Telstra has revealed a nationwide mobile network outage is due to a failure of timekeeping nodes used to synchronise its network operations, with work underway to recover them.
The network outage has had a broad impact, on Telstra and its MVNO customers, as well as on train services and payments.
Chief financial officer Michael Ackland told reporters in Melbourne that the telco is unsure why the nodes failed.
“At approximately 4.30 this morning, we identified an issue affecting some mobile calls and data services,” Ackland said.
“The issue is impacting a number of nodes within our network that keep time across the mobile network, and when these nodes are not operating as expected, other parts of the network can be affected, resulting in intermittent issues with some mobile calls and data sessions.

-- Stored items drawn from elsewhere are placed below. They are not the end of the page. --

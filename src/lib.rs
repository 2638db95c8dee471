//! # Matchbook
//!
//! A price-time priority limit order matching engine.
//!
//! The book maintains two price-ordered sides of FIFO queues, a by-id
//! index for O(1) cancellation and per-price aggregates for O(levels)
//! fill-or-kill feasibility checks. Incoming orders are matched against
//! the opposite side immediately on admission; resting liquidity is
//! served best price first, then earliest arrival.
//!
//! ## Order types
//!
//! - **GoodTillCancel**: rests until filled or cancelled.
//! - **GoodForDay**: rests like GoodTillCancel, but a background worker
//!   cancels it at the daily cutoff (16:00 local by default,
//!   configurable via [`BookConfig`]).
//! - **FillAndKill**: matches what it can on arrival; the remainder is
//!   cancelled rather than rested.
//! - **FillOrKill**: accepted only when the book can fill it completely.
//! - **Market**: promoted at admission to a limit at the far end of the
//!   opposite side, so it sweeps every reachable level.
//!
//! ## Concurrency
//!
//! All mutation happens under a single exclusive book lock, shared with
//! the expiry worker through a condition variable; dropping the book
//! signals shutdown and joins the worker. [`Orderbook`] is `Send + Sync`
//! and its methods take `&self`.
//!
//! ## Events
//!
//! Every lifecycle transition is reported synchronously to an optional
//! [`EventListener`], in the exact order the mutations committed. Adapters can persist or render the stream; the
//! engine itself performs no I/O.
//!
//! ## Example
//!
//! ```
//! use matchbook::{Order, Orderbook, OrderType, Side};
//!
//! let book = Orderbook::new();
//!
//! book.add_order(Order::new(OrderType::GoodTillCancel, 1, Side::Buy, 100, 10));
//! book.add_order(Order::new(OrderType::GoodTillCancel, 2, Side::Buy, 100, 5));
//!
//! // Crosses the resting bids, best price first, then FIFO.
//! let trades = book.add_order(Order::new(OrderType::GoodTillCancel, 3, Side::Sell, 100, 7));
//! assert_eq!(trades.len(), 1);
//! assert_eq!(trades[0].bid.order_id, 1);
//! assert_eq!(trades[0].quantity(), 7);
//!
//! let depth = book.depth_snapshot();
//! assert_eq!(depth.bids[0].quantity, 8); // 3 left on order 1, 5 on order 2
//! assert!(depth.asks.is_empty());
//! ```

pub mod orderbook;

pub mod prelude;
mod utils;

pub use orderbook::{
    BookConfig, BookDepth, BookEvent, EventListener, LevelInfo, Order, OrderId, OrderIds,
    OrderModify, OrderType, Orderbook, Price, Quantity, RejectReason, Side, Trade, TradeInfo,
    Trades, INVALID_PRICE,
};
pub use utils::current_time_millis;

“We’ve been able now to restore some of these nodes but it will take time for that to reset across all the thousands of servers across the network.

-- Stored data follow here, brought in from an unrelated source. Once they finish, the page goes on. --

//! Small shared utilities.

use std::time::{SystemTime, UNIX_EPOCH};

/// Current wall-clock time as milliseconds since the Unix epoch.
///
/// Returns 0 if the system clock is set before the epoch.
pub fn current_time_millis() -> u64 {
    SystemTime::now()
        .duration_since(UNIX_EPOCH)
        .map(|d| d.as_millis() as u64)
        .unwrap_or(0)
}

“We believe that just under 90 per cent of calls and data services at this point are now working correctly.”
Telstra has not confirmed which part of its network is responsible for Wednesday's outage.
Mobile networks rely on precise timekeeping to function, and that timing infrastructure typically spans several layers between the network core and the edge.
A primary reference clock at the core derives its accuracy from global navigation satelllite system (GNSS) satellites, of which GPS is one constellation among several, and each satellite carries onboard atomic clocks accurate to within nanoseconds.
That reference signal then passes down through boundary clocks at aggregation nodes before reaching individual cell sites at the network edge.
A fault at any layer of this chain, from the GNSS receiver itself to a boundary clock partway through the transport network, could produce the kind of widespread service disruption customers are reporting.
Ackland said the telco is still trying to determine why the timekeeping infrastructure stopped working.
In response to questions, he said there was no indication that the root cause is cyber-related.
"At this stage, we have nothing to indicate malicious activity and we’ve been in contact with all regulators and government agencies to that effect, but we continue to investigate, remain curious and explore every avenue but we have nothing of that," Ackland said.
Triple zero calls
Various policing agencies have indicated that there may be issues with emergency calling, and Telstra indicated it is following up those reports.
However, Ackland said that emergency calls should not have been impacted.
"Triple zero calls follow a different settings in our network and therefore they were not impacted in the same way [as other voice and data services]," he said.
"We have seen a small number of reports that we are investigating and as part of our standard process, we conduct welfare checks when any call to triple zero fails, and we’ve been doing this."